Treatment with PTEN-Long protein inhibits hepatitis C virus replication - ScienceDirect | Hepatitis C New Drugs Review | Scoop.it
Publication date: November 2017
Source:Virology, Volume 511
Author(s): Qi Wu, Zhubing Li, Qiang Liu
Hepatitis C virus (HCV) infection is a confirmed risk factor for hepatocellular carcinoma (HCC). Phosphatase and tensin homolog deleted on chromosome 10 (PTEN) possesses tumor suppression function that is frequently defective in HCC tumors. PTEN-Long, a translation isoform of PTEN, functions in a cell non-autonomous manner. In this study, we demonstrated that intracellular overexpression of PTEN-Long inhibits HCV replication.

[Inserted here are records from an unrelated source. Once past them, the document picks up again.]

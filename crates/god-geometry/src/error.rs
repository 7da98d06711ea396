//! Error types for geometry helpers

/// Errors raised when an image does not fit the requested geometry
#[derive(Debug, Clone, PartialEq, Eq, thiserror::Error)]
pub enum GeometryError {
    /// Requested window is longer than the axis it is cut from
    #[error("window of length {n} does not fit in axis of length {len}")]
    WindowTooLarge { len: usize, n: usize },

    /// Input image has a zero-length axis
    #[error("image is empty: {rows}x{cols}")]
    EmptyImage { rows: usize, cols: usize },

    /// Requested output size has a zero-length axis
    #[error("invalid target size: {rows}x{cols}")]
    InvalidTargetSize { rows: usize, cols: usize },

    /// Expansion target is smaller than the image being expanded
    #[error("target {target_rows}x{target_cols} is smaller than image {rows}x{cols}")]
    TargetTooSmall {
        rows: usize,
        cols: usize,
        target_rows: usize,
        target_cols: usize,
    },
}

/// Result type alias for geometry operations
pub type Result<T> = std::result::Result<T, GeometryError>;

#[cfg(test)]
mod tests {
    use super::*;

    #[test]
    fn window_error_display() {
        let err = GeometryError::WindowTooLarge { len: 3, n: 5 };
        assert_eq!(
            err.to_string(),
            "window of length 5 does not fit in axis of length 3"
        );
    }
}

More importantly, we showed that treatment with extracellular PTEN-Long protein inhibits HCV replication in a dose-dependent manner. Furthermore, we showed that PTEN-Long interacts with HCV core protein and this interaction is required for HCV replication inhibition by PTEN-Long. In summary, we demonstrated, for the first time, that PTEN-Long protein, an isoform of the canonical PTEN and in the form of extracellular protein treatment, inhibits HCV replication. Our study offers an opportunity for developing additional anti-HCV agents.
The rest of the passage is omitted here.